L’avvento dell’euro ha solo determinato che la Bce si è aggiunta al carro della Fed e adesso insieme, ma lascio voi decidere chi sia la vera locomotiva, “trasmettono le loro policy direttamente alle altre economie”. Come dato vi basti questo: il credito a prenditori non bancari denominato in dollari concesso fuori dagli Usa è arrivato a fine 2014 a 9,5 trilioni di dollari, quello europeo a 2,7 trilioni. Il che mi fa pensare a una forma riveduta e corretta del vecchio colonialismo ottocentesco.
Ciò che mi interessa di più raccontarvi è come la Bis immagini si possa arrivare a una soluzione.
Il primo punto che la Bis nota è che tenere la casa in ordine, dizione ormai comune che denota la capacità di un paese di non cumulare squilibri, siano essi fiscali o esteri, è un buon viatico per evitare i contagi. Il che sarà pure giusto, ma suona leggermente irrealistico: sfido chiunque a farlo quando girano così tanti soldi che cercano rendimenti e in una società che viene scientificamente addestrata al consumo compulsivo.
A tal fine le banche centrali, scrive la Bis, dovrebbero sempre più e meglio essere capaci di neutralizzare gli effetti di trascinamento del ciclo finanziario internazionale.
Pure, il buon senso nazionale poco può in mancanza di un coordinamento internazionale. “Muovere al di là del perseguimento illuminato del proprio interesse richiederebbe uno sforzo di cooperazione internazionale per fissare regole che vincolino le politiche interne”, scrive la Bis. e questo ci riporta al problema principale, che noi europei stiamo riscoprendo con la crisi greca: il conflitto fra le nazioni e gli organismi sovranazionali.
Rafforzare la cooperazione internazionale significa, volenti o nolenti, diminuire gli spazi di sovranità nazionale.
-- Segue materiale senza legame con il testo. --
//! HTTP transport implementation.
//!
//! This module provides an HTTP-based transport. The actual HTTP client
//! is abstracted via a trait to allow different implementations
//! (reqwest, hyper, ureq, etc.).

use crate::config::TransportConfig;
use crate::error::{TransportError, TransportResult};
use crate::message::{Method, RequestOptions, Response};
use crate::transport::Transport;
use parking_lot::RwLock;
use std::sync::atomic::{AtomicBool, Ordering};
use std::time::Duration;
use tracing::{debug, warn};

/// A fully rendered HTTP request.
#[derive(Debug, Clone, PartialEq, Eq)]
pub struct HttpRequest {
    /// HTTP verb.
    pub method: &'static str,
    /// Absolute URL.
    pub url: String,
    /// Header pairs, including `Authorization` when credentials are set.
    pub headers: Vec<(String, String)>,
    /// Request body.
    pub body: Vec<u8>,
    /// Timeout the client should honor.
    pub timeout: Duration,
}

impl HttpRequest {
    /// Looks up a header, ignoring case.
    pub fn header(&self, name: &str) -> Option<&str> {
        self.headers
            .iter()
            .find(|(k, _)| k.eq_ignore_ascii_case(name))
            .map(|(_, v)| v.as_str())
    }
}

/// HTTP client abstraction.
///
/// Implement this trait to provide the actual HTTP exchange.
pub trait HttpClient: Send + Sync {
    /// Sends a request and returns the response.
    fn send(&self, request: HttpRequest) -> Result<Response, String>;

    /// Checks if the client is connected/healthy.
    fn is_healthy(&self) -> bool;
}

/// HTTP-based transport.
pub struct HttpTransport<C: HttpClient> {
    config: TransportConfig,
    client: C,
    connected: AtomicBool,
    last_error: RwLock<Option<String>>,
}

impl<C: HttpClient> HttpTransport<C> {
    /// Creates a new HTTP transport.
    pub fn new(config: TransportConfig, client: C) -> Self {
        Self {
            config,
            client,
            connected: AtomicBool::new(true),
            last_error: RwLock::new(None),
        }
    }

    /// Returns the base URL.
    pub fn base_url(&self) -> &str {
        &self.config.base_url
    }

    /// Returns the last error message.
    pub fn last_error(&self) -> Option<String> {
        self.last_error.read().clone()
    }

    /// Marks the transport as closed.
    pub fn close(&self) {
        self.connected.store(false, Ordering::SeqCst);
    }

    fn render(
        &self,
        method: Method,
        location: &str,
        body: Vec<u8>,
        options: &RequestOptions,
    ) -> HttpRequest {
        let mut headers = vec![("User-Agent".to_string(), self.config.user_agent.clone())];
        headers.extend(self.config.default_headers.iter().cloned());
        headers.extend(options.to_headers());
        if let Some(credentials) = &options.credentials {
            headers.push((
                "Authorization".to_string(),
                credentials.authorization_header(),
            ));
        }

        HttpRequest {
            method: method.as_http(),
            url: self.config.resolve(location),
            headers,
            body,
            timeout: self.config.timeout,
        }
    }

    fn exchange(
        &self,
        method: Method,
        location: &str,
        body: Vec<u8>,
        options: &RequestOptions,
    ) -> TransportResult<Response> {
        if !self.is_connected() {
            return Err(TransportError::NotConnected);
        }

        let request = self.render(method, location, body, options);
        debug!(method = %method, url = %request.url, "sending request");

        let response = self.client.send(request).map_err(|e| {
            warn!(method = %method, error = %e, "request failed");
            *self.last_error.write() = Some(e.clone());
            self.connected.store(false, Ordering::SeqCst);
            TransportError::transport_retryable(e)
        })?;

        *self.last_error.write() = None;

        if response.status() == 401 {
            return Err(TransportError::AuthenticationFailed(format!(
                "{method} {location} was refused"
            )));
        }
        Ok(response)
    }
}

impl<C: HttpClient> Transport for HttpTransport<C> {
    fn get(&self, location: &str, options: &RequestOptions) -> TransportResult<Response> {
        self.exchange(Method::Get, location, Vec::new(), options)
    }

    fn head(&self, location: &str, options: &RequestOptions) -> TransportResult<Response> {
        self.exchange(Method::Head, location, Vec::new(), options)
    }

    fn put(
        &self,
        location: &str,
        body: Vec<u8>,
        options: &RequestOptions,
    ) -> TransportResult<Response> {
        self.exchange(Method::Put, location, body, options)
    }

    fn post(
        &self,
        location: &str,
        body: Vec<u8>,
        options: &RequestOptions,
    ) -> TransportResult<Response> {
        self.exchange(Method::Post, location, body, options)
    }

    fn patch(
        &self,
        location: &str,
        body: Vec<u8>,
        options: &RequestOptions,
    ) -> TransportResult<Response> {
        self.exchange(Method::Patch, location, body, options)
    }

    fn describe(
        &self,
        location: &str,
        body: Vec<u8>,
        options: &RequestOptions,
    ) -> TransportResult<Response> {
        self.exchange(Method::Describe, location, body, options)
    }

    fn is_connected(&self) -> bool {
        self.connected.load(Ordering::SeqCst) && self.client.is_healthy()
    }
}

/// A loopback HTTP client that routes requests directly to an in-process server.
///
/// Useful for testing without actual network overhead.
pub struct LoopbackClient<S: LoopbackServer> {
    server: S,
}

impl<S: LoopbackServer> LoopbackClient<S> {
    /// Creates a new loopback client connected to the given server.
    pub fn new(server: S) -> Self {
        Self { server }
    }

    /// Returns the server.
    pub fn server(&self) -> &S {
        &self.server
    }
}

/// Trait for servers that can handle loopback requests.
pub trait LoopbackServer: Send + Sync {
    /// Handles a request and returns the response.
    fn handle(&self, request: &HttpRequest) -> Result<Response, String>;
}

impl<S: LoopbackServer> HttpClient for LoopbackClient<S> {
    fn send(&self, request: HttpRequest) -> Result<Response, String> {
        self.server.handle(&request)
    }

    fn is_healthy(&self) -> bool {
        true
    }
}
Cosa che può anche riuscire quando si ha a che fare con piccole nazioni come quelle europee, e il caso greco dimostra che pure così non è detto che si riesca, ma che sembra vagamente illusorio quando ci sono di mezzo i banchieri del mondo.
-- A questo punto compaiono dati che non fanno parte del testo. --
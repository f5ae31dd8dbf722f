//! Transactions over one or more object stores.
//!
//! A transaction commits on its own once none of its stores has an
//! outstanding request. Rollback restores every tracked object to the
//! values it had when the transaction started.

mod handle;
mod state;

pub use handle::Transaction;
pub use state::TransactionState;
Non a caso la Bis ricorda la linea di swap da 600 miliardi che la Fed concesse alle banche centrali partner all’esplodere della crisi, esempio di quel coordinamento, sempre a guida americano, che finora è il limite massimo raggiunto dalla cooperazione internazionale sul tema. E tuttavia anche questa pratica, qualora la si provi a trasformare in procedura codificata, incontra ostacoli.
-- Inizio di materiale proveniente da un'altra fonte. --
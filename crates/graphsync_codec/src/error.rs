//! Error types for the codec crate.

use thiserror::Error;

/// Result type for codec operations.
pub type CodecResult<T> = Result<T, CodecError>;

/// Errors that can occur during encoding or decoding.
#[derive(Error, Debug, Clone, PartialEq, Eq)]
pub enum CodecError {
    /// Failed to encode a value.
    #[error("encoding failed: {message}")]
    EncodingFailed {
        /// Description of the encoding error.
        message: String,
    },

    /// Failed to decode a document.
    #[error("decoding failed: {message}")]
    DecodingFailed {
        /// Description of the decoding error.
        message: String,
    },

    /// The document's content type is not handled by this codec.
    #[error("unsupported content type: {content_type}")]
    UnsupportedContentType {
        /// The offending content type.
        content_type: String,
    },

    /// The document decoded but does not have the statement shape.
    #[error("invalid document structure: {message}")]
    InvalidStructure {
        /// Description of the structural error.
        message: String,
    },
}

impl CodecError {
    /// Create an encoding failed error.
    pub fn encoding_failed(message: impl Into<String>) -> Self {
        Self::EncodingFailed {
            message: message.into(),
        }
    }

    /// Create a decoding failed error.
    pub fn decoding_failed(message: impl Into<String>) -> Self {
        Self::DecodingFailed {
            message: message.into(),
        }
    }

    /// Create an unsupported content type error.
    pub fn unsupported_content_type(content_type: impl Into<String>) -> Self {
        Self::UnsupportedContentType {
            content_type: content_type.into(),
        }
    }

    /// Create an invalid structure error.
    pub fn invalid_structure(message: impl Into<String>) -> Self {
        Self::InvalidStructure {
            message: message.into(),
        }
    }
}

impl From<serde_json::Error> for CodecError {
    fn from(err: serde_json::Error) -> Self {
        if err.is_data() || err.is_syntax() || err.is_eof() {
            Self::decoding_failed(err.to_string())
        } else {
            Self::encoding_failed(err.to_string())
        }
    }
}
L’idea di un prestatore globale di ultima istanza, ché questo poi è il significato del safety-net disegnato dalla Fed con gli swap, porterebbe il perimetro del sistema monetario fuori da dov’è, ossia dal non luogo a guida americana, e magari dalle parti del FMI, che comunque, in assenza di riforme delle quote, anch’essa bloccata dagli Usa, rimane un utile strumento anglo-americano e nulla più.
In assenza di prese di posizioni degli stati, visto che il gigante Usa tutto vuole tranne che cedere sovranità, restano solo le banche centrali a farsi interpreti della necessità della cooperazione. Ma questa non è una novità. La Bis, che ricorda “i successi della cooperazione internazionale nell’ambito della regolazione finanziaria e della supervisione” negli anni ’30 è stata costituita, oltre che per fare da agenti dei pagamenti tedeschi agli alleati, anche per promuovere questa cooperazione.
Ma per rifare il sistema monetario occorse una guerra. La cooperazione venne dopo.